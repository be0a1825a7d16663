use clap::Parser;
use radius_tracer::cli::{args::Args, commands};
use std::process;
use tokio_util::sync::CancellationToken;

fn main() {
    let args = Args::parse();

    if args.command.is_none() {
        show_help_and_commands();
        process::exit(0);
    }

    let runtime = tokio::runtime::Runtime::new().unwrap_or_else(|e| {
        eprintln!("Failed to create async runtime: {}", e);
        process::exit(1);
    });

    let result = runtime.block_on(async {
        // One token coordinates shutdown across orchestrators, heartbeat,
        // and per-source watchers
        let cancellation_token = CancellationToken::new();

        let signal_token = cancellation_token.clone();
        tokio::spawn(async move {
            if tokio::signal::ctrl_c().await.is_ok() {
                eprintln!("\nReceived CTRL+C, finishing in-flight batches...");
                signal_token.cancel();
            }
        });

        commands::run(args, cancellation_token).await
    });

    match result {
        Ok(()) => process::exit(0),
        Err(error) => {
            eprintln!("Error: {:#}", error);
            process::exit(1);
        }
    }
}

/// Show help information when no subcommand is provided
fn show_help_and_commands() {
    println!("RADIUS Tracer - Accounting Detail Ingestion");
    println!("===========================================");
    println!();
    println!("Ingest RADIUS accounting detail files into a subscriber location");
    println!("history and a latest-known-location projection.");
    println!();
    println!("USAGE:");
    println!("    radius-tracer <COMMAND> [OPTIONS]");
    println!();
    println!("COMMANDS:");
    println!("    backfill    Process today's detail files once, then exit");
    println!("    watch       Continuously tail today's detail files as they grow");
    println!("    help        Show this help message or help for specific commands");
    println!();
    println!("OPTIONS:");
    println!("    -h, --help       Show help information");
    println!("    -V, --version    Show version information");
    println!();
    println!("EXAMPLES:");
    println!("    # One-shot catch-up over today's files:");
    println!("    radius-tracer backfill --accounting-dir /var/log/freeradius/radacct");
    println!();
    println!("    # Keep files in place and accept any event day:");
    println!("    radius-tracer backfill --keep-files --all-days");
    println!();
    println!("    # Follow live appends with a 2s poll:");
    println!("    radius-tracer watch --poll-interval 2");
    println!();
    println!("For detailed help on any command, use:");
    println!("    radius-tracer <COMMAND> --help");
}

= = = =

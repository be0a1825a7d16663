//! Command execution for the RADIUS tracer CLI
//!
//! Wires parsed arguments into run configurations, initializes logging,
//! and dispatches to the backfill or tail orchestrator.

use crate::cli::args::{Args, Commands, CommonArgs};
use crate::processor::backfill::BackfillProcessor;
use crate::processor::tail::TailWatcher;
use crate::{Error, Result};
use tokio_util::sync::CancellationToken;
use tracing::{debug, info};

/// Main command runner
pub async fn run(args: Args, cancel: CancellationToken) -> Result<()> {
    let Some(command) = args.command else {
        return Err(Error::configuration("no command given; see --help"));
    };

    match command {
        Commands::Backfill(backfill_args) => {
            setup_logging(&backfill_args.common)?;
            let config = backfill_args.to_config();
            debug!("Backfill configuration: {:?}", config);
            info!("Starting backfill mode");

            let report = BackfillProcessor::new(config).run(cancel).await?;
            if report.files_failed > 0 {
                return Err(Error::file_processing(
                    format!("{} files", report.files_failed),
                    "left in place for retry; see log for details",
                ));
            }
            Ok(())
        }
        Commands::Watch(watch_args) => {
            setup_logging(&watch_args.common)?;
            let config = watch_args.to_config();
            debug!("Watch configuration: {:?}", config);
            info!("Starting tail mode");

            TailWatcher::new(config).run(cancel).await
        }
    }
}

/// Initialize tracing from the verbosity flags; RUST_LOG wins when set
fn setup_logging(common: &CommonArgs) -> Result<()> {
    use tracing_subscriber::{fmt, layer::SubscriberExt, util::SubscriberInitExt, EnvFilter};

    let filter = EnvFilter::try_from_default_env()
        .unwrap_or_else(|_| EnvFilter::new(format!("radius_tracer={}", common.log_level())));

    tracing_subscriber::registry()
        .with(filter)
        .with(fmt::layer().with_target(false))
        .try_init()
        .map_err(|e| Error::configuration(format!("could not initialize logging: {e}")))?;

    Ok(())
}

= = = =

## About this task
Would you filter the records and copy each line that contains the word "CancellationToken"?

## Answer for this exercise
use tokio_util::sync::CancellationToken;
        let cancellation_token = CancellationToken::new();
use tokio_util::sync::CancellationToken;
pub async fn run(args: Args, cancel: CancellationToken) -> Result<()> {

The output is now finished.